## [Problem details]
The response should hold each line from the entries below where "inner" is found.

+ + + + +

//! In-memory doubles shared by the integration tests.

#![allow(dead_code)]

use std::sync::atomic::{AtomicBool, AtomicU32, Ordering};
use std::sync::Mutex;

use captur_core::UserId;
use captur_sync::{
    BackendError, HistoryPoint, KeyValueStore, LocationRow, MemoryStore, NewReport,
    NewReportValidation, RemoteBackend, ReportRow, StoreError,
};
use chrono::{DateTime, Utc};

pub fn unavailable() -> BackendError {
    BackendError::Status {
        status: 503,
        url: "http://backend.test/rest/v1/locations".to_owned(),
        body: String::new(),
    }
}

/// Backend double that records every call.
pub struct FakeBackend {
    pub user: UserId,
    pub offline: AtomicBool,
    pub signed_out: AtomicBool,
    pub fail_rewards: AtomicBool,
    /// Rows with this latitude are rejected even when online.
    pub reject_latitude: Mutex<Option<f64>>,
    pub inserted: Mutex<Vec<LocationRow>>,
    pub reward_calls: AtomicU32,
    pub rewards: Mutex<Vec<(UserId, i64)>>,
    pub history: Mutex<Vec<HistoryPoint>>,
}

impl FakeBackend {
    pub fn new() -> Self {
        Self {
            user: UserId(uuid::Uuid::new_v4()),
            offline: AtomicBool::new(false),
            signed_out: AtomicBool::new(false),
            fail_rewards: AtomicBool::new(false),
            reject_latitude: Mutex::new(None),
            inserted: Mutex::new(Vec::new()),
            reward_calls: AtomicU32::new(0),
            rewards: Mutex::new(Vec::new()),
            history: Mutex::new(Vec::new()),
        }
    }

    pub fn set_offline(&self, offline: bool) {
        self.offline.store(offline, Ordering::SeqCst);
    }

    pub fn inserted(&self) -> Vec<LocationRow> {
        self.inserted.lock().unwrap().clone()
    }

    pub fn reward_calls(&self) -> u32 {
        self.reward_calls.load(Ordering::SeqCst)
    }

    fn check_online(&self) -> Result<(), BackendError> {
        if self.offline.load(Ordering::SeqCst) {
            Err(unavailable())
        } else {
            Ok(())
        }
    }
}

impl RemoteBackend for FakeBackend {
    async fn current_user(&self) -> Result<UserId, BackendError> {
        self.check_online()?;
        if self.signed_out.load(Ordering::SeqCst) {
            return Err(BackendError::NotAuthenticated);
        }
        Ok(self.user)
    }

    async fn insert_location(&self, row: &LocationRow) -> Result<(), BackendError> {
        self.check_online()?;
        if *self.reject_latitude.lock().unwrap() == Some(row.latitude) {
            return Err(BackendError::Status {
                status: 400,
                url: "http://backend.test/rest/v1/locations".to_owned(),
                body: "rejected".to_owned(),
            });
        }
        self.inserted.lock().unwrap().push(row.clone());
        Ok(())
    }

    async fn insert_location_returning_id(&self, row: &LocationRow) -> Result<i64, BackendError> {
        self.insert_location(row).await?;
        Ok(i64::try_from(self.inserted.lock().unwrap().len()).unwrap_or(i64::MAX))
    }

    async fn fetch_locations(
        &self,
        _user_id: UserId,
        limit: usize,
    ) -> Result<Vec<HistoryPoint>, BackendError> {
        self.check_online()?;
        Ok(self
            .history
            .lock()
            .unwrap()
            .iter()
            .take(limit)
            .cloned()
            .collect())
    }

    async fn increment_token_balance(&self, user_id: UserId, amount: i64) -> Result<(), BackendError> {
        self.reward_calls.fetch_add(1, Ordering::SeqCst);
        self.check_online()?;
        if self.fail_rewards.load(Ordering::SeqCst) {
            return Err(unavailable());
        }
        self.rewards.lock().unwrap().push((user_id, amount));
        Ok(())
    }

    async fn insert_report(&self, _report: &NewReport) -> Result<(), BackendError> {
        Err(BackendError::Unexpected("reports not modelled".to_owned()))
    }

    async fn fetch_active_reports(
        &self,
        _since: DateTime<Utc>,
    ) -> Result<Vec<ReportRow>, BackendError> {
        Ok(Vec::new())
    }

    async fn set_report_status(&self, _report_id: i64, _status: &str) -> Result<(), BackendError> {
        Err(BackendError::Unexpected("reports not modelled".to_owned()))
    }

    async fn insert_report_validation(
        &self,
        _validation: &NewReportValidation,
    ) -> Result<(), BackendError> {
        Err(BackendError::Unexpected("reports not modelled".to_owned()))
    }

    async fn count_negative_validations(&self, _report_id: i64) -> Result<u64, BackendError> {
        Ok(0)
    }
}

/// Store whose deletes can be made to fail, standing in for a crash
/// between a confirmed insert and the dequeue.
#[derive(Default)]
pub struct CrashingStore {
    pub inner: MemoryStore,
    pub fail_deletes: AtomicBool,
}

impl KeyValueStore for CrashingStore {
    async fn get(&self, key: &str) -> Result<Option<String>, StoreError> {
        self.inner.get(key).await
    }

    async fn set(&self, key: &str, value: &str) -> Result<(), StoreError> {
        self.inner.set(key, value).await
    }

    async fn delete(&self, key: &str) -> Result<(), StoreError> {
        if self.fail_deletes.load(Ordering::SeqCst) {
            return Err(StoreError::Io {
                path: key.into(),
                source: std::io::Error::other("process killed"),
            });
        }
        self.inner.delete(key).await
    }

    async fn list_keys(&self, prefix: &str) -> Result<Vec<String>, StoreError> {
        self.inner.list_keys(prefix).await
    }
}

+ + + + +

## [Task response]
    pub inner: MemoryStore,
        self.inner.get(key).await
        self.inner.set(key, value).await
        self.inner.delete(key).await
        self.inner.list_keys(prefix).await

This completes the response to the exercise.